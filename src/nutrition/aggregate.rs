//! Recipe-level nutrition totals.

use serde::Serialize;
use tracing::debug;

use super::{macro_calories, NutritionProfile, NutritionSource, CALORIE_TOLERANCE_KCAL};
use crate::quantity::IngredientQuantity;

const MIN_RATIO: f64 = 0.01;
const MAX_RATIO: f64 = 100.0;

#[derive(Debug, Clone, Copy, Default, PartialEq, Serialize)]
pub struct Macros {
    pub calories: f64,
    pub protein: f64,
    pub fat: f64,
    pub carbs: f64,
}

impl Macros {
    fn divided(&self, by: f64) -> Self {
        Self {
            calories: self.calories / by,
            protein: self.protein / by,
            fat: self.fat / by,
            carbs: self.carbs / by,
        }
    }
}

#[derive(Debug, Clone, PartialEq, Serialize)]
pub struct NutritionTotals {
    pub total: Macros,
    pub per_serving: Macros,
    pub servings: u32,
    /// Summed calories disagreed with the macros and were replaced.
    pub calories_reconciled: bool,
    /// Ingredients that fell through to the generic estimate.
    pub estimated_ingredients: Vec<String>,
}

/// How many servings of `profile` the ingredient amounts to.
///
/// Unknown weights and ratios outside `[0.01, 100]` count as one serving.
pub fn serving_ratio(grams: Option<f64>, profile: &NutritionProfile) -> f64 {
    match grams {
        Some(g) => {
            let ratio = g / profile.serving_size;
            if ratio.is_finite() && (MIN_RATIO..=MAX_RATIO).contains(&ratio) {
                ratio
            } else {
                debug!(grams = g, serving_size = profile.serving_size, "serving ratio out of range, using 1");
                1.0
            }
        }
        None => 1.0,
    }
}

pub fn sum_nutrition(items: &[(IngredientQuantity, NutritionProfile)], servings: u32) -> NutritionTotals {
    let mut total = Macros::default();
    let mut estimated_ingredients = Vec::new();

    for (quantity, profile) in items {
        let ratio = serving_ratio(quantity.grams, profile);
        total.calories += profile.calories * ratio;
        total.protein += profile.protein * ratio;
        total.fat += profile.fat * ratio;
        total.carbs += profile.carbs * ratio;
        if profile.source == NutritionSource::GenericFallback {
            estimated_ingredients.push(quantity.name.clone());
        }
    }

    let derived = macro_calories(total.protein, total.carbs, total.fat);
    let calories_reconciled = (total.calories - derived).abs() > CALORIE_TOLERANCE_KCAL;
    if calories_reconciled {
        debug!(summed = total.calories, derived, "replacing summed calories with macro total");
        total.calories = derived;
    }

    let servings = servings.max(1);
    NutritionTotals {
        total,
        per_serving: total.divided(f64::from(servings)),
        servings,
        calories_reconciled,
        estimated_ingredients,
    }
}
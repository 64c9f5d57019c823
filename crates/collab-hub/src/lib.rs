//! # collab-hub
//!
//! Real-time collaboration hub for shared proposals: tracks which editors
//! are looking at which section of a document and fans out "dataset
//! changed" notifications over WebSocket connections.

pub mod auth;
pub mod broadcast;
pub mod connection;
pub mod handlers;
pub mod hub;
pub mod presence;
pub mod room;
pub mod server;
pub mod types;

pub use auth::{Authenticator, JwtAuthenticator};
pub use broadcast::{ChangeBroadcaster, ChangeEvent, DeliveryReport};
pub use connection::{Connection, ConnectionState, Delivery};
pub use hub::Hub;
pub use presence::{LeaveOutcome, PresenceRegistry, SectionChange};
pub use room::{DocumentRoom, RoomError};
pub use server::{create_app, create_hub_state, run, serve, HubState};
pub use types::{DocumentId, Section, SessionId};
//! Logging setup shared by the hub binary and tests

mod tracing_setup;

pub use tracing_setup::{
    init_tracing, init_tracing_with_config, try_init_tracing, try_init_tracing_with_config,
    TracingConfig, TracingError,
};
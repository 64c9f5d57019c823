//! Connection authentication
//!
//! The hub never inspects tokens itself; it asks an `Authenticator`.

use async_trait::async_trait;
use collab_common::{AppResult, Identity, JwtService};

/// Turns an opaque token into the identity it belongs to
#[async_trait]
pub trait Authenticator: Send + Sync {
    /// Validate `token` and return its identity
    ///
    /// # Errors
    /// An authentication error when the token is missing, malformed, or
    /// expired.
    async fn authenticate(&self, token: &str) -> AppResult<Identity>;
}

/// Validates HS256 access tokens issued by the login service
#[derive(Debug, Clone)]
pub struct JwtAuthenticator {
    jwt: JwtService,
}

impl JwtAuthenticator {
    #[must_use]
    pub fn new(jwt: JwtService) -> Self {
        Self { jwt }
    }
}

#[async_trait]
impl Authenticator for JwtAuthenticator {
    async fn authenticate(&self, token: &str) -> AppResult<Identity> {
        self.jwt.validate(token)
    }
}
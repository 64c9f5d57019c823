//! Configuration structs

mod app_config;

pub use app_config::{
    AppConfig, AppSettings, ConfigError, CorsConfig, Environment, HubConfig, JwtConfig,
    ServerConfig,
};
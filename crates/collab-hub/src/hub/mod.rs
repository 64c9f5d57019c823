//! Hub registry
//!
//! Process-wide map of live document rooms.

mod hub;

pub use hub::Hub;
//! Editor connections
//!
//! A connection is the hub-side handle of one WebSocket session.

mod connection;

pub use connection::{Connection, ConnectionState, Delivery};

#[cfg(test)]
pub(crate) use connection::test_support;
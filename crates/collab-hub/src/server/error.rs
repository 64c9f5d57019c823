//! HTTP error responses

use axum::{
    http::StatusCode,
    response::{IntoResponse, Response},
    Json,
};
use collab_common::{AppError, ErrorResponse};
use serde::Serialize;
use thiserror::Error;

/// API error type for consistent error responses
#[derive(Debug, Error)]
pub enum ApiError {
    #[error("{0}")]
    App(#[from] AppError),

    #[error("Invalid path parameter: {0}")]
    InvalidPath(String),

    #[error("Missing authorization")]
    MissingAuth,
}

impl ApiError {
    /// Get HTTP status code for this error
    #[must_use]
    pub fn status_code(&self) -> StatusCode {
        match self {
            Self::App(e) => {
                StatusCode::from_u16(e.status_code()).unwrap_or(StatusCode::INTERNAL_SERVER_ERROR)
            }
            Self::InvalidPath(_) => StatusCode::BAD_REQUEST,
            Self::MissingAuth => StatusCode::UNAUTHORIZED,
        }
    }

    /// Get error code for API responses
    #[must_use]
    pub fn error_code(&self) -> &'static str {
        match self {
            Self::App(e) => e.error_code(),
            Self::InvalidPath(_) => "INVALID_PATH_PARAMETER",
            Self::MissingAuth => "MISSING_AUTHORIZATION",
        }
    }

    pub fn invalid_path(msg: impl Into<String>) -> Self {
        Self::InvalidPath(msg.into())
    }
}

/// Error response body
#[derive(Debug, Serialize)]
pub struct ErrorBody {
    pub error: ErrorResponse,
}

impl IntoResponse for ApiError {
    fn into_response(self) -> Response {
        let status = self.status_code();

        if status.is_server_error() {
            tracing::error!(error = ?self, "Server error occurred");
        }

        let body = ErrorBody {
            error: ErrorResponse {
                code: self.error_code().to_string(),
                message: self.to_string(),
                details: None,
            },
        };

        (status, Json(body)).into_response()
    }
}

/// Type alias for API results
pub type ApiResult<T> = Result<T, ApiError>;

The task
Where a line of the listing contains "broadcast", count it; your answer must be only the resulting number.

Solution to this task
2